Mi casa se encontraba en la antigua ciudad castillo de Nagaoka. Nuestro hogar lo formaban Padre y Madre, la Honorable Abuela, mi hermano, mi hermana y yo. También estaban Jiya, el criado principal de mi padre, y mi niñera Ishi, además de Kin y Toshi. Otros viejos sirvientes iban y venían en ocasiones. Tenía hermanas casadas, todas en lugares lejanos, excepto la mayor, que vivía a medio día en jinrikisha de Nagaoka. Venía de vez en cuando a visitarnos, y a veces me iba con ella a pasar varios días en su gran casa de campo con techo de paja que había sido, en tiempos antiguos, la fortaleza de tres montañas. Las familias de samuráis solían casarse con la clase de los granjeros, que era la siguiente en rango a la militar, y muy respetada, pues «quien posee aldeas de arroz tiene la vida de la nación en sus manos».

Vivíamos en las afueras del pueblo, en una enorme casa que se ampliaba de vez en cuando desde que yo tenía uso de razón. Como resultado, el pesado tejado de paja se hundía en las uniones de los hastiales, las paredes de yeso tenían muchos abultamientos y remiendos y las numerosas habitaciones de diversos tamaños estaban conectadas por pasillos estrechos que giraban de la manera más inesperada. Rodeándola, pero a cierta distancia, había un alto muro de rocas rematado con una valla baja y sólida de madera. La sobrepuerta tenía las esquinas inclinadas y parches de musgo en la paja seca. Estaba sostenida por inmensos postes entre los que se abrían las puertas con bisagras de hierro ornamentales que llegaban hasta la mitad de los pesados tablones. A cada lado se extendía una corta pared de yeso en la que había una larga y estrecha ventana con barrotes de madera. Los portones estaban siempre abiertos durante el día, pero si por la noche se escuchaban golpes y la llamada «¡Tano-mo-o! ¡Tano-mo-o!» («¡Pido entrar!»), incluso con la conocida voz de un vecino, Jiya era tan fiel a la antigua costumbre que siempre corría a mirar por una de estas ventanas antes de abrir al visitante.
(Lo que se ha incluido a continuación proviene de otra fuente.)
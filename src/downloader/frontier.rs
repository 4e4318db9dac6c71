//! The crawl frontier: pending queue plus visited set.
//!
//! Deduplication happens at enqueue time: `enqueue_if_new` atomically
//! marks the canonical URL visited while inserting it, so a URL
//! discovered concurrently by two workers is queued exactly once.

use std::collections::VecDeque;
use std::sync::Mutex;

use dashmap::DashSet;

/// One pending URL with its crawl metadata.
#[derive(Debug, Clone)]
pub struct QueueItem {
    /// URL exactly as discovered, kept for the index record.
    pub original_url: String,
    /// Canonical form; the deduplication key.
    pub canonical_url: String,
    /// Link distance from the start URL.
    pub depth: u8,
}

/// Shared work queue with built-in deduplication.
#[derive(Debug, Default)]
pub struct Frontier {
    queue: Mutex<VecDeque<QueueItem>>,
    visited: DashSet<String>,
}

impl Frontier {
    #[must_use]
    pub fn new() -> Self {
        Self::default()
    }

    /// Enqueue the item unless its canonical URL has been seen before.
    /// Returns whether the item was queued.
    pub fn enqueue_if_new(&self, item: QueueItem) -> bool {
        // DashSet::insert is the atomic check-and-mark; only the winner
        // of a concurrent race enqueues.
        if !self.visited.insert(item.canonical_url.clone()) {
            return false;
        }
        self.queue
            .lock()
            .expect("frontier queue lock poisoned")
            .push_back(item);
        true
    }

    pub fn pop(&self) -> Option<QueueItem> {
        self.queue
            .lock()
            .expect("frontier queue lock poisoned")
            .pop_front()
    }

    #[must_use]
    pub fn is_empty(&self) -> bool {
        self.queue
            .lock()
            .expect("frontier queue lock poisoned")
            .is_empty()
    }

    #[must_use]
    pub fn visited_count(&self) -> usize {
        self.visited.len()
    }
}
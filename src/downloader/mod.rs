//! Recursive download orchestration: frontier, per-URL pipeline, and the
//! scheduler that drives them.

pub mod core;
pub mod frontier;
pub mod process;

pub use self::core::{DownloadError, start_recursive_download};
pub use frontier::{Frontier, QueueItem};
pub use process::{CrawlContext, CrawlStats};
Desde allí hasta la casa había un camino de piedras grandes y desiguales, en cuyas amplias grietas crecían las primeras flores extranjeras que vi en mi vida: plantitas de tallo corto y cabeza redonda que Jiya llamaba «botones de gigante». Alguien le había dado las semillas y, como consideraba que ninguna flor extranjera merecía la dignidad de un lugar en el jardín, las sembró con astucia donde las pisarían nuestros irrespetuosos pies. Pero eran plantas resistentes y crecían tan exuberantes como el musgo.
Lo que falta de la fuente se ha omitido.